Vendredi 18 décembre
L'inquiétude grandit dans les milieux dirigeants polonais. L'émotion est énorme à l'étranger. Deux représentants soviétiques, Souslov et Katouchev, font, semble-t-il, un séjour-éclair à Varsovie pour s'informer. Le parti communiste italien exprime sa « douleur et son émotion », suivi le lendemain par le PC français, qui dénonce « les erreurs et les insuffisances » de la direction du parti communiste polonais.
Samedi 19 décembre
La grève est totale dans les ports de la Baltique. Dans plusieurs villes de Pologne, spontanément, des mouvements de solidarité s'ébauchent : manifestation silencieuse à Cracovie, grèves perlées dans les entreprises de Varsovie, surtout aux usines d'automobiles Zeran et dans les aciéries Nowa Warszawa. Des rumeurs de grève générale commencent à circuler. Lundi, toute la Pologne risque d'être paralysée.
Dimanche 20 décembre
Après plusieurs jours de consultations, les adversaires de Gomulka passent à l'action. Dans la nuit du samedi au dimanche, ils réunissent « quelque part » à Varsovie ou près de Varsovie le Comité central, où le vieux leader est mis en minorité.
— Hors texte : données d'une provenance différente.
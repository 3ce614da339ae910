//! Aggregate migration progress for the dashboard.

use serde::{Deserialize, Serialize};

use crate::migration::MigrationStatus;

/// Per-status counts of the virtual services in one run.
#[derive(Debug, Clone, Copy, Default, PartialEq, Eq, Serialize, Deserialize)]
#[serde(rename_all = "camelCase")]
pub struct StatusCounts {
    pub pending: i64,
    pub in_review: i64,
    pub completed: i64,
    pub skipped: i64,
}

impl StatusCounts {
    /// Add `n` virtual services with the given status.
    pub fn add(&mut self, status: MigrationStatus, n: i64) {
        match status {
            MigrationStatus::Pending => self.pending += n,
            MigrationStatus::InReview => self.in_review += n,
            MigrationStatus::Completed => self.completed += n,
            MigrationStatus::Skipped => self.skipped += n,
        }
    }

    pub fn total(&self) -> i64 {
        self.pending + self.in_review + self.completed + self.skipped
    }
}

/// Dashboard counts. Always derived, never stored.
///
/// `total_count == completed_count + incomplete_count + skipped_count`, where
/// incomplete means pending or in review.
#[derive(Debug, Clone, Copy, Default, PartialEq, Eq, Serialize, Deserialize)]
#[serde(rename_all = "camelCase")]
pub struct MigrationOverview {
    pub total_count: i64,
    pub completed_count: i64,
    pub incomplete_count: i64,
    pub skipped_count: i64,
}

impl From<StatusCounts> for MigrationOverview {
    fn from(counts: StatusCounts) -> Self {
        Self {
            total_count: counts.total(),
            completed_count: counts.completed,
            incomplete_count: counts.pending + counts.in_review,
            skipped_count: counts.skipped,
        }
    }
}

#[cfg(test)]
mod tests {
    use super::*;

    #[test]
    fn overview_totals_add_up() {
        let mut counts = StatusCounts::default();
        counts.add(MigrationStatus::Pending, 3);
        counts.add(MigrationStatus::InReview, 1);
        counts.add(MigrationStatus::Completed, 4);
        counts.add(MigrationStatus::Skipped, 2);

        let overview = MigrationOverview::from(counts);
        assert_eq!(overview.total_count, 10);
        assert_eq!(overview.incomplete_count, 4);
        assert_eq!(
            overview.total_count,
            overview.completed_count + overview.incomplete_count + overview.skipped_count
        );
    }

    #[test]
    fn overview_uses_camel_case_keys() {
        let json = serde_json::to_value(MigrationOverview::default()).unwrap();
        assert!(json.get("totalCount").is_some());
        assert!(json.get("incompleteCount").is_some());
    }
}
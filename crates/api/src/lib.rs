//! Migration tracker API server library.
//!
//! Exposes the building blocks (config, state, error handling, routes, the
//! live controller client) so integration tests and the binary entrypoint can
//! both access them.

pub mod config;
pub mod controller;
pub mod error;
pub mod handlers;
pub mod response;
pub mod router;
pub mod routes;
pub mod state;
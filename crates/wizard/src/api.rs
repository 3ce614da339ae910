//! The seam between wizard components and the API server.

use albmig_core::lab_controller::{LabControllerDetails, SetLabControllerDetails};
use albmig_core::migration::{IncompleteMigrationsBatch, VirtualServiceMigration};
use albmig_core::overview::MigrationOverview;
use albmig_core::types::DbId;
use async_trait::async_trait;

/// Errors surfaced to wizard components.
///
/// Every variant is recoverable; retries are always operator-initiated.
#[derive(Debug, Clone, PartialEq, Eq, thiserror::Error)]
pub enum ClientError {
    /// The API server or its Configuration Store cannot be reached.
    #[error("Configuration store unavailable: {0}")]
    StoreUnavailable(String),

    /// The live pull could not reach the lab controller.
    #[error("Lab controller unreachable: {0}")]
    ControllerUnreachable(String),

    /// The lab controller rejected the configured credentials.
    #[error("Unauthorized: {0}")]
    Unauthorized(String),

    #[error("Validation failed: {0}")]
    Validation(String),

    #[error("Not found: {0}")]
    NotFound(String),

    /// The requested transition is not allowed (e.g. leaving `completed`).
    #[error("Conflict: {0}")]
    Conflict(String),

    /// A live pull was requested before any lab controller was configured.
    #[error("No lab controller configured")]
    NotConfigured,

    #[error("Unexpected response ({status}): {message}")]
    Unexpected { status: u16, message: String },
}

impl ClientError {
    /// Classify a non-2xx response from its status and `code` field.
    ///
    /// The error code wins when present; otherwise the status decides, with
    /// any other 5xx treated as a store outage.
    pub fn from_status(status: u16, code: Option<&str>, message: String) -> Self {
        match code {
            Some("STORE_UNAVAILABLE") => return Self::StoreUnavailable(message),
            Some("CONTROLLER_UNREACHABLE") => return Self::ControllerUnreachable(message),
            Some("UNAUTHORIZED") => return Self::Unauthorized(message),
            Some("VALIDATION_ERROR") => return Self::Validation(message),
            Some("NOT_FOUND") => return Self::NotFound(message),
            Some("CONFLICT") => return Self::Conflict(message),
            _ => {}
        }
        match status {
            400 | 422 => Self::Validation(message),
            401 | 403 => Self::Unauthorized(message),
            404 => Self::NotFound(message),
            409 => Self::Conflict(message),
            502 | 504 => Self::ControllerUnreachable(message),
            500..=599 => Self::StoreUnavailable(message),
            _ => Self::Unexpected { status, message },
        }
    }
}

/// Operations the wizard needs from the API server.
#[async_trait]
pub trait MigrationApi: Send + Sync {
    async fn overview(&self) -> Result<MigrationOverview, ClientError>;

    async fn incomplete_migrations(&self) -> Result<IncompleteMigrationsBatch, ClientError>;

    /// The lab controller record; `None` when none has been configured.
    async fn lab_controller(&self) -> Result<Option<LabControllerDetails>, ClientError>;

    async fn set_lab_controller(
        &self,
        input: &SetLabControllerDetails,
    ) -> Result<LabControllerDetails, ClientError>;

    /// Live pull and merge; returns the refreshed worklist.
    async fn fetch_from_controller(&self) -> Result<IncompleteMigrationsBatch, ClientError>;

    async fn accept_configuration(
        &self,
        id: DbId,
        avi_ref: Option<&str>,
    ) -> Result<VirtualServiceMigration, ClientError>;

    async fn skip_migration(&self, id: DbId) -> Result<VirtualServiceMigration, ClientError>;

    async fn start_migration(&self, id: DbId) -> Result<VirtualServiceMigration, ClientError>;
}
pub mod configuration;
pub mod discovery;
pub mod lab_controller;
pub mod playbook;

use albmig_core::error::CoreError;
use albmig_core::migration::MigrationRun;
use albmig_db::ConfigurationStore;

use crate::error::{AppError, AppResult};

/// The current run, or a conflict telling the operator to import first.
pub(crate) async fn require_current_run(
    store: &dyn ConfigurationStore,
) -> AppResult<MigrationRun> {
    store.current_run().await?.ok_or_else(|| {
        AppError::Core(CoreError::Conflict(
            "No migration run exists yet; import discovery data first".to_string(),
        ))
    })
}
//! [`MigrationApi`] over the REST surface of `albmig-api`, using [`reqwest`].

use std::time::Duration;

use albmig_core::lab_controller::{LabControllerDetails, SetLabControllerDetails};
use albmig_core::migration::{IncompleteMigrationsBatch, VirtualServiceMigration};
use albmig_core::overview::MigrationOverview;
use albmig_core::types::DbId;
use async_trait::async_trait;
use serde::de::DeserializeOwned;
use serde::{Deserialize, Serialize};
use serde_json::json;

use crate::api::{ClientError, MigrationApi};

/// Client configuration loaded from environment variables.
#[derive(Debug, Clone)]
pub struct ClientConfig {
    /// Base URL of the API server, without the `/api` suffix.
    pub base_url: String,
    /// Per-request timeout in seconds.
    pub timeout_secs: u64,
}

impl ClientConfig {
    /// Load configuration from environment variables with defaults.
    ///
    /// | Env Var                       | Default                  |
    /// |-------------------------------|--------------------------|
    /// | `ALBMIG_API_URL`              | `http://localhost:3000`  |
    /// | `ALBMIG_REQUEST_TIMEOUT_SECS` | `30`                     |
    pub fn from_env() -> Self {
        let base_url =
            std::env::var("ALBMIG_API_URL").unwrap_or_else(|_| "http://localhost:3000".into());

        let timeout_secs: u64 = std::env::var("ALBMIG_REQUEST_TIMEOUT_SECS")
            .unwrap_or_else(|_| "30".into())
            .parse()
            .expect("ALBMIG_REQUEST_TIMEOUT_SECS must be a valid u64");

        Self {
            base_url,
            timeout_secs,
        }
    }
}

/// Success envelope used by every API response.
#[derive(Deserialize)]
struct Envelope<T> {
    data: T,
}

/// Error body used by every non-2xx API response.
#[derive(Deserialize)]
struct ErrorBody {
    error: String,
    code: Option<String>,
}

#[derive(Serialize)]
#[serde(rename_all = "camelCase")]
struct AcceptBody<'a> {
    id: DbId,
    #[serde(skip_serializing_if = "Option::is_none")]
    avi_ref: Option<&'a str>,
}

/// HTTP client for one API server.
pub struct HttpMigrationApi {
    client: reqwest::Client,
    base_url: String,
}

impl HttpMigrationApi {
    pub fn new(config: &ClientConfig) -> Result<Self, reqwest::Error> {
        let client = reqwest::Client::builder()
            .timeout(Duration::from_secs(config.timeout_secs))
            .build()?;
        Ok(Self::with_client(client, config.base_url.clone()))
    }

    /// Reuse an existing [`reqwest::Client`] (shared connection pool).
    pub fn with_client(client: reqwest::Client, base_url: String) -> Self {
        Self {
            client,
            base_url: base_url.trim_end_matches('/').to_string(),
        }
    }

    fn url(&self, path: &str) -> String {
        format!("{}/api/configuration/{path}", self.base_url)
    }

    async fn get<T: DeserializeOwned>(&self, path: &str) -> Result<T, ClientError> {
        let url = self.url(path);
        let response = self
            .client
            .get(&url)
            .send()
            .await
            .map_err(|e| transport_error(&url, e))?;
        Self::parse_response(response).await
    }

    async fn post<B: Serialize + ?Sized, T: DeserializeOwned>(
        &self,
        path: &str,
        body: &B,
    ) -> Result<T, ClientError> {
        let url = self.url(path);
        let response = self
            .client
            .post(&url)
            .json(body)
            .send()
            .await
            .map_err(|e| transport_error(&url, e))?;
        Self::parse_response(response).await
    }

    // ---- private helpers ----

    /// Turn a non-2xx response into a [`ClientError`] using its error body.
    async fn error_from(response: reqwest::Response) -> ClientError {
        let status = response.status().as_u16();
        let text = response
            .text()
            .await
            .unwrap_or_else(|_| "<unreadable body>".to_string());
        match serde_json::from_str::<ErrorBody>(&text) {
            Ok(body) => ClientError::from_status(status, body.code.as_deref(), body.error),
            Err(_) => ClientError::from_status(status, None, text),
        }
    }

    /// Unwrap the `data` envelope of a successful JSON response.
    async fn parse_response<T: DeserializeOwned>(
        response: reqwest::Response,
    ) -> Result<T, ClientError> {
        let status = response.status();
        if !status.is_success() {
            return Err(Self::error_from(response).await);
        }
        let envelope: Envelope<T> =
            response
                .json()
                .await
                .map_err(|e| ClientError::Unexpected {
                    status: status.as_u16(),
                    message: format!("Malformed response body: {e}"),
                })?;
        Ok(envelope.data)
    }
}

fn transport_error(url: &str, err: reqwest::Error) -> ClientError {
    tracing::warn!(%url, error = %err, "API request failed");
    ClientError::StoreUnavailable(format!("Request to {url} failed: {err}"))
}

#[async_trait]
impl MigrationApi for HttpMigrationApi {
    async fn overview(&self) -> Result<MigrationOverview, ClientError> {
        self.get("overview").await
    }

    async fn incomplete_migrations(&self) -> Result<IncompleteMigrationsBatch, ClientError> {
        self.get("incomplete-migrations").await
    }

    async fn lab_controller(&self) -> Result<Option<LabControllerDetails>, ClientError> {
        match self.get::<LabControllerDetails>("lab-controller").await {
            Ok(details) => Ok(Some(details)),
            Err(ClientError::NotFound(_)) => Ok(None),
            Err(e) => Err(e),
        }
    }

    async fn set_lab_controller(
        &self,
        input: &SetLabControllerDetails,
    ) -> Result<LabControllerDetails, ClientError> {
        self.post("lab-controller", input).await
    }

    async fn fetch_from_controller(&self) -> Result<IncompleteMigrationsBatch, ClientError> {
        self.post("fetch-from-controller", &json!({})).await
    }

    async fn accept_configuration(
        &self,
        id: DbId,
        avi_ref: Option<&str>,
    ) -> Result<VirtualServiceMigration, ClientError> {
        self.post("accept-configuration", &AcceptBody { id, avi_ref })
            .await
    }

    async fn skip_migration(&self, id: DbId) -> Result<VirtualServiceMigration, ClientError> {
        self.post("skip-migration", &json!({ "id": id })).await
    }

    async fn start_migration(&self, id: DbId) -> Result<VirtualServiceMigration, ClientError> {
        self.post("start-migration", &json!({ "id": id })).await
    }
}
Malade, épuisé, Gomulka refuse pourtant de céder. Il faudra l'insistance de Cyrankiewicz et de Zenon Kliszko, son bras droit, pour le forcer à démissionner. L'ère de Wladyslaw Gomulka est terminée. Un bref communiqué médical annonce son départ pour raisons de santé (« perturbations du système sanguin ») et le soir, à la télévision, Edward Gierek, le nouveau chef du Parti, s'adresse à la population : « Nous ressentons tous cette tragédie », déclare-t-il. Il promet de « tenir compte des réalités » et de « consulter largement la classe ouvrière pour qu'un tel désordre ne se répète plus ». Hissé au pouvoir plus par un parti effrayé que par les révoltes ouvrières, Gierek cherche et trouve des responsables. Les gomulkistes sont chassés du Bureau politique : Boleslav Jaszczuk, chargé de l'économie, et qui est donc à l'origine des hausses de prix ; Zenon Kliszko, qui avait donné l'ordre aux forces stationnées dans les ports de la Baltique de tirer ; le maréchal Marian Spychalski, chef de l'État, et enfin Ryszard Strzelecki, proche ami de Gomulka. Ils sont remplacés par des amis de Gierek, des technocrates, des gestionnaires. Mais le nouveau chef du Parti doit aussi accepter de faire alliance avec la tendance nationaliste des Partisans, dont le leader, le général Moczar, entre au Bureau politique (où il n'était que suppléant).